Not all Springs are equal.

Almost two decades ago a measured thirteen inches of snow fell upon our population center this past week.

Although I am a devoted fan of continued global warming, hoping for horticultural zone 5 to become our Twin City standard,  I’ll take this present Spring’s mood any day of a decade.   We are a bit short of  regular spring waterings, but the temperatures have been quite modest, cool, not cold, ….pleasant, that is.  March and April were kind months with modest northern moods….in fact, in the more than forty years of living in my present location, I judge the Spring which has come to my grounds this year,  to be the most beautiful ever.
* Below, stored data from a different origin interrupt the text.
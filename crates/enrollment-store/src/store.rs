use async_trait::async_trait;
use chrono::NaiveDate;
use domain::{EnrollmentRecord, PhoneNumber};

use crate::{RecordId, Result};

/// Core trait for enrollment record storage.
///
/// All implementations must be thread-safe (Send + Sync).
#[async_trait]
pub trait EnrollmentStore: Send + Sync {
    /// Persists a new record.
    ///
    /// Fails with `DuplicatePhone` if any record already uses the same phone
    /// number. The check and the write are a single atomic step.
    async fn insert(&self, record: &EnrollmentRecord) -> Result<()>;

    /// Deletes a record. Returns false if it did not exist.
    async fn delete(&self, id: RecordId) -> Result<bool>;

    /// Loads a record by ID.
    async fn get(&self, id: RecordId) -> Result<Option<EnrollmentRecord>>;

    /// Loads the record holding a phone number.
    async fn find_by_phone(&self, phone: &PhoneNumber) -> Result<Option<EnrollmentRecord>>;

    /// Appends an enrollment date, enforcing one enrollment per calendar
    /// month atomically. Returns the updated record.
    async fn append_enrollment_date(
        &self,
        id: RecordId,
        date: NaiveDate,
    ) -> Result<EnrollmentRecord>;

    /// Removes an enrollment date. Returns the updated record.
    async fn remove_enrollment_date(
        &self,
        id: RecordId,
        date: NaiveDate,
    ) -> Result<EnrollmentRecord>;

    /// Returns the number of stored records.
    async fn count(&self) -> Result<usize>;
}

/// Extension trait providing convenience methods for stores.
#[async_trait]
pub trait EnrollmentStoreExt: EnrollmentStore {
    /// Checks if a record exists.
    async fn exists(&self, id: RecordId) -> Result<bool> {
        Ok(self.get(id).await?.is_some())
    }

    /// Checks if a phone number is already enrolled.
    async fn phone_taken(&self, phone: &PhoneNumber) -> Result<bool> {
        Ok(self.find_by_phone(phone).await?.is_some())
    }
}

impl<T: EnrollmentStore + ?Sized> EnrollmentStoreExt for T {}
//! Domain error types.

use chrono::NaiveDate;
use thiserror::Error;

/// Errors raised by enrollment record operations.
#[derive(Debug, Clone, PartialEq, Eq, Error)]
pub enum DomainError {
    /// The record already holds an enrollment in the same calendar month.
    #[error("Already enrolled for this month (existing enrollment on {existing})")]
    AlreadyEnrolledThisMonth { existing: NaiveDate },

    /// A stored value no longer satisfies the enrollment rules.
    #[error("Invalid stored value for {field}: {value}")]
    InvalidStoredValue { field: &'static str, value: String },
}
//! The persisted enrollment record.

use chrono::{Datelike, NaiveDate};
use common::RecordId;
use serde::Serialize;

use super::value_objects::{Age, Batch, Name, PhoneNumber};
use crate::error::DomainError;

/// A submission that passed validation.
///
/// Only [`validate`](super::validate) produces one, so holding an
/// `EnrollmentSubmission` means every field is within its domain.
#[derive(Debug, Clone, PartialEq, Eq, Serialize)]
#[serde(rename_all = "camelCase")]
pub struct EnrollmentSubmission {
    pub name: Name,
    pub age: Age,
    pub selected_batch: Batch,
    pub phone_number: PhoneNumber,
}

/// An enrolled participant.
#[derive(Debug, Clone, PartialEq, Eq, Serialize)]
#[serde(rename_all = "camelCase")]
pub struct EnrollmentRecord {
    id: RecordId,
    name: Name,
    age: Age,
    selected_batch: Batch,
    phone_number: PhoneNumber,
    enrollment_dates: Vec<NaiveDate>,
}

impl EnrollmentRecord {
    /// Creates a fresh record with a single enrollment on `enrolled_on`.
    pub fn new(submission: EnrollmentSubmission, enrolled_on: NaiveDate) -> Self {
        Self {
            id: RecordId::new(),
            name: submission.name,
            age: submission.age,
            selected_batch: submission.selected_batch,
            phone_number: submission.phone_number,
            enrollment_dates: vec![enrolled_on],
        }
    }

    /// Rebuilds a record from stored column values, re-checking every rule.
    pub fn from_stored(
        id: RecordId,
        name: &str,
        age: i64,
        selected_batch: &str,
        phone_number: &str,
        mut enrollment_dates: Vec<NaiveDate>,
    ) -> Result<Self, DomainError> {
        let invalid = |field: &'static str, value: String| DomainError::InvalidStoredValue {
            field,
            value,
        };
        enrollment_dates.sort_unstable();
        Ok(Self {
            id,
            name: Name::parse(name).map_err(|_| invalid("name", name.to_string()))?,
            age: Age::new(age).map_err(|_| invalid("age", age.to_string()))?,
            selected_batch: Batch::parse(selected_batch)
                .map_err(|_| invalid("selected_batch", selected_batch.to_string()))?,
            phone_number: PhoneNumber::parse(phone_number)
                .map_err(|_| invalid("phone_number", phone_number.to_string()))?,
            enrollment_dates,
        })
    }

    pub fn id(&self) -> RecordId {
        self.id
    }

    pub fn name(&self) -> &Name {
        &self.name
    }

    pub fn age(&self) -> Age {
        self.age
    }

    pub fn selected_batch(&self) -> Batch {
        self.selected_batch
    }

    pub fn phone_number(&self) -> &PhoneNumber {
        &self.phone_number
    }

    /// Enrollment dates, oldest first.
    pub fn enrollment_dates(&self) -> &[NaiveDate] {
        &self.enrollment_dates
    }

    /// Returns the most recent enrollment date.
    pub fn latest_enrollment(&self) -> Option<NaiveDate> {
        self.enrollment_dates.last().copied()
    }

    /// Returns the enrollment falling in the same calendar month as `date`.
    pub fn enrollment_in_month_of(&self, date: NaiveDate) -> Option<NaiveDate> {
        self.enrollment_dates
            .iter()
            .copied()
            .find(|d| d.year() == date.year() && d.month() == date.month())
    }

    /// Checks the one-enrollment-per-calendar-month rule for `date`.
    pub fn ensure_can_enroll_on(&self, date: NaiveDate) -> Result<(), DomainError> {
        match self.enrollment_in_month_of(date) {
            Some(existing) => Err(DomainError::AlreadyEnrolledThisMonth { existing }),
            None => Ok(()),
        }
    }

    /// Appends an enrollment on `date`, enforcing the monthly rule.
    pub fn record_enrollment(&mut self, date: NaiveDate) -> Result<(), DomainError> {
        self.ensure_can_enroll_on(date)?;
        self.enrollment_dates.push(date);
        self.enrollment_dates.sort_unstable();
        Ok(())
    }

    /// Removes an enrollment on `date`. Returns false if there was none.
    pub fn remove_enrollment(&mut self, date: NaiveDate) -> bool {
        match self.enrollment_dates.iter().position(|d| *d == date) {
            Some(idx) => {
                self.enrollment_dates.remove(idx);
                true
            }
            None => false,
        }
    }
}
//! Enrollment record, its value objects and the validation rules.

mod record;
mod validation;
mod value_objects;

pub use record::{EnrollmentRecord, EnrollmentSubmission};
pub use validation::{
    Field, FieldError, RawSubmission, ValidationErrors, ValidationRules, validate,
};
pub use value_objects::{Age, Batch, Name, PhoneNumber};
Our hardy Magnolias held their blooms earlier and longer.   For the first time ever, the major  flowering trees and shrubs and Spring  perennials  in the front grounds of our Masterpiece gardens  have been all in bloom at the same time.   Some bloomed  much earlier than others, others remaining in bloom much longer.  The earlier and more gentle Spring was primarily  responsible.
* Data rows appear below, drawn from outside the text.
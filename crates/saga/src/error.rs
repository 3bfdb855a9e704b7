//! Saga error types.

use chrono::NaiveDate;
use common::RecordId;
use domain::{DomainError, ValidationErrors};
use enrollment_store::StoreError;
use thiserror::Error;

use crate::services::PaymentError;
use crate::state::SagaState;

/// Errors that can end an enrollment saga.
#[derive(Debug, Error)]
pub enum SagaError {
    /// The submission failed validation. Nothing was written.
    #[error("{0}")]
    Validation(#[from] ValidationErrors),

    /// The phone number is already enrolled. Nothing was written.
    #[error("User with phone number {phone_number} already exists")]
    Conflict { phone_number: String },

    /// The charge failed and the write was undone.
    #[error("Payment for record {record_id} failed: {source}")]
    Payment {
        record_id: RecordId,
        #[source]
        source: PaymentError,
    },

    /// A write failed before any charge was attempted.
    #[error("Storage error: {0}")]
    Storage(#[source] StoreError),

    /// The charge failed and undoing the write failed too. The record is left
    /// in storage without a successful payment.
    #[error(
        "Compensation for record {record_id} failed after payment error ({payment}): {storage}"
    )]
    CompensationFailed {
        record_id: RecordId,
        payment: PaymentError,
        storage: StoreError,
    },

    /// No record has the given ID.
    #[error("Record not found: {0}")]
    NotFound(RecordId),

    /// The record already holds an enrollment this calendar month.
    #[error("Already enrolled for this month (enrolled on {existing})")]
    AlreadyEnrolled { existing: NaiveDate },

    /// The task running the saga panicked or was aborted.
    #[error("Saga task did not finish: {0}")]
    Interrupted(#[from] tokio::task::JoinError),

    /// The coordinator attempted a transition the state machine forbids.
    #[error("Invalid saga transition: {from} -> {to}")]
    InvalidTransition { from: SagaState, to: SagaState },
}

impl SagaError {
    /// Short label used for metrics and logs.
    pub fn kind(&self) -> &'static str {
        match self {
            SagaError::Validation(_) => "validation",
            SagaError::Conflict { .. } => "conflict",
            SagaError::Payment { .. } => "payment",
            SagaError::Storage(_) => "storage",
            SagaError::CompensationFailed { .. } => "compensation_failed",
            SagaError::NotFound(_) => "not_found",
            SagaError::AlreadyEnrolled { .. } => "already_enrolled",
            SagaError::Interrupted(_) => "interrupted",
            SagaError::InvalidTransition { .. } => "invalid_transition",
        }
    }
}

impl From<StoreError> for SagaError {
    fn from(err: StoreError) -> Self {
        match err {
            StoreError::DuplicatePhone(phone_number) => SagaError::Conflict { phone_number },
            StoreError::NotFound(id) => SagaError::NotFound(id),
            StoreError::Domain(DomainError::AlreadyEnrolledThisMonth { existing }) => {
                SagaError::AlreadyEnrolled { existing }
            }
            other => SagaError::Storage(other),
        }
    }
}

/// Convenience type alias for saga results.
pub type Result<T> = std::result::Result<T, SagaError>;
Let me provide the list of blooming show-offs in the front garden:   a forty year-old PJM Rhododendron, usually  the first woody in the front grounds  to bloom and the first to pass bloom,  is still filled with color;  the four  mature Juddii Viburnum shrubs bloomed early and are still in fresh bloom;  the youngish Northern Redbud, a seedling transplanted from its arrival  in the back gardened grounds  five or six years ago, usually the latest of the bloomers, apparently jealous of competitors’ radiance, decided to join the Spring party with its spectacular show.   Add too,  the blooms of the Mount Airy Fothergilla, an understory shrub- tree,  the wild perennial Brunnera’s brilliant true blue blooms, Euphorbia polychroma’s brilliant yellow,  its cousin’s weedy but showy maroon foliage,  the stately perennial,  Helleborus,  swaths of white rock cress, the whitest white in town, the  colorful foliaged sedums, the greens of weedy Gigas and   ground covers,  Purple  Pewter Lamium, Sweet Woodruff,  Pachysandra,  Sedum foliage, yellow, green, and mauve, European and Canadian Ginger coverings of  fresh leaves, amidst the sparkling Spring budding of  beautiful  maturing conifers.

A beautifully manicured lawn can, indeed,  be beautiful…..but when visited especially in Spring , neither  it or any  flower garden,  can  inspire the human soul  so profoundly as an every day walk through a well planned northern Spring Landscape Garden.

It is made more precious, by its visit being so short.